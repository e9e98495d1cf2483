use dof_engine::*;

#[test]
fn test_sensor_format_constants() {
    assert_eq!(SensorFormat::Webcam.circle_of_confusion_mm(), 0.002);
    assert_eq!(SensorFormat::Webcam.sensor_height_mm(), 3.6);

    assert_eq!(SensorFormat::Smartphone.circle_of_confusion_mm(), 0.002);
    assert_eq!(SensorFormat::Smartphone.sensor_height_mm(), 7.3);

    assert_eq!(SensorFormat::FullFrame35.circle_of_confusion_mm(), 0.029);
    assert_eq!(SensorFormat::FullFrame35.sensor_height_mm(), 24.0);

    assert_eq!(SensorFormat::ApsC.circle_of_confusion_mm(), 0.019);
    assert_eq!(SensorFormat::ApsC.sensor_height_mm(), 15.6);

    assert_eq!(SensorFormat::MicroFourThirds.circle_of_confusion_mm(), 0.015);
    assert_eq!(SensorFormat::MicroFourThirds.sensor_height_mm(), 13.0);

    assert_eq!(SensorFormat::MediumFormat.circle_of_confusion_mm(), 0.043);
    assert_eq!(SensorFormat::LargeFormat.circle_of_confusion_mm(), 0.1);

    let custom = SensorFormat::Custom {
        circle_of_confusion_mm: 0.05,
        sensor_height_mm: 40.0,
    };
    assert_eq!(custom.circle_of_confusion_mm(), 0.05);
    assert_eq!(custom.sensor_height_mm(), 40.0);
}

#[test]
fn test_sensor_format_lookup_by_name() {
    for format in SensorFormat::ALL {
        assert_eq!(SensorFormat::from_name(format.name()), Some(format));
    }

    assert_eq!(
        SensorFormat::from_name("35mm (full frame)"),
        Some(SensorFormat::FullFrame35)
    );
    assert_eq!(SensorFormat::from_name("APS-C"), Some(SensorFormat::ApsC));
    assert_eq!(SensorFormat::from_name("Daguerreotype"), None);
}

#[test]
fn test_camera_config_default() {
    let config = CameraConfig::default();
    assert_eq!(config.focal_length_mm, 50.0);
    assert_eq!(config.aperture, 1.8);
    assert_eq!(config.circle_of_confusion_mm, 0.029);
    // 72 inches
    assert_eq!(config.subject_distance_mm, 1828.8);
    assert!(config.validate().is_ok());
}

#[test]
fn test_camera_config_validation() {
    let mut config = CameraConfig::default();
    config.aperture = 0.0;
    match config.validate() {
        Err(DofError::Config(msg)) => assert!(msg.contains("Aperture")),
        other => panic!("Expected Config error, got {:?}", other),
    }

    let mut config = CameraConfig::default();
    config.circle_of_confusion_mm = -0.029;
    assert!(config.validate().is_err());

    let mut config = CameraConfig::default();
    config.focal_length_mm = 0.0;
    assert!(config.validate().is_err());

    let mut config = CameraConfig::default();
    config.subject_distance_mm = -1.0;
    assert!(config.validate().is_err());
}

#[test]
fn test_far_limit_helpers() {
    let finite = FarLimit::Finite(1899.0);
    assert!(!finite.is_infinite());
    assert_eq!(finite.finite(), Some(1899.0));
    assert_eq!(finite.map(|mm| mm / 25.4), FarLimit::Finite(1899.0 / 25.4));

    let infinite = FarLimit::Infinite;
    assert!(infinite.is_infinite());
    assert_eq!(infinite.finite(), None);
    assert_eq!(infinite.map(|mm| mm / 25.4), FarLimit::Infinite);
}

#[test]
fn test_display_bounds_default() {
    let bounds = DisplayBounds::default();
    assert_eq!(bounds.min_inches, 0.0);
    // 30 feet
    assert_eq!(bounds.max_inches, 360.0);
}

#[test]
fn test_unit_system_default() {
    assert_eq!(UnitSystem::default(), UnitSystem::Imperial);
}
//! Scale mark generation for the distance slider
//!
//! Tick density should stay roughly constant in the units the user is
//! thinking in, so each unit system gets its own strategy behind the one
//! [`generate_marks`] entry point: a 2-foot grid for imperial, a 1-meter
//! grid for metric. Adding a unit system means adding a strategy here,
//! not touching callers.

use crate::types::{DisplayBounds, ScaleMark, UnitSystem};
use crate::units::{INCHES_PER_FOOT, inches_to_meters, meters_to_inches};

/// Imperial tick spacing (2 feet)
const IMPERIAL_STEP_INCHES: f64 = 24.0;

/// Generate the ordered tick marks for the distance scale, ascending by
/// position. Pure function of its inputs; regenerated from scratch on
/// every unit-system or bounds change.
pub fn generate_marks(system: UnitSystem, bounds: &DisplayBounds) -> Vec<ScaleMark> {
    match system {
        UnitSystem::Imperial => imperial_marks(bounds.max_inches),
        UnitSystem::Metric => metric_marks(bounds.max_inches),
    }
}

/// Marks every 2 feet, labeled in whole feet. The final mark sits one
/// step past the display maximum so the scale closes on a labeled
/// boundary.
fn imperial_marks(max_inches: f64) -> Vec<ScaleMark> {
    let steps = (max_inches / IMPERIAL_STEP_INCHES).floor() as usize + 1;
    (1..=steps)
        .map(|i| {
            let position_inches = i as f64 * IMPERIAL_STEP_INCHES;
            ScaleMark {
                position_inches,
                label: format!("{}", (position_inches / INCHES_PER_FOOT) as i64),
            }
        })
        .collect()
}

/// One mark per whole meter, positions converted back to inches
fn metric_marks(max_inches: f64) -> Vec<ScaleMark> {
    let whole_meters = inches_to_meters(max_inches).floor() as usize + 1;
    (1..=whole_meters)
        .map(|n| ScaleMark {
            position_inches: meters_to_inches(n as f64),
            label: format!("{n}m"),
        })
        .collect()
}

-.-.-

ASSIGNMENT - Return, exactly as they stand, the lines from the start of the records above through the line with "assert_eq!(SensorFormat::Webcam.sensor_height_mm(), 3.6);", both ends included, and no other lines.

OUTPUT OF THE TASK -
repository e9e98495d1cf2483
use dof_engine::*;

#[test]
fn test_sensor_format_constants() {
    assert_eq!(SensorFormat::Webcam.circle_of_confusion_mm(), 0.002);
    assert_eq!(SensorFormat::Webcam.sensor_height_mm(), 3.6);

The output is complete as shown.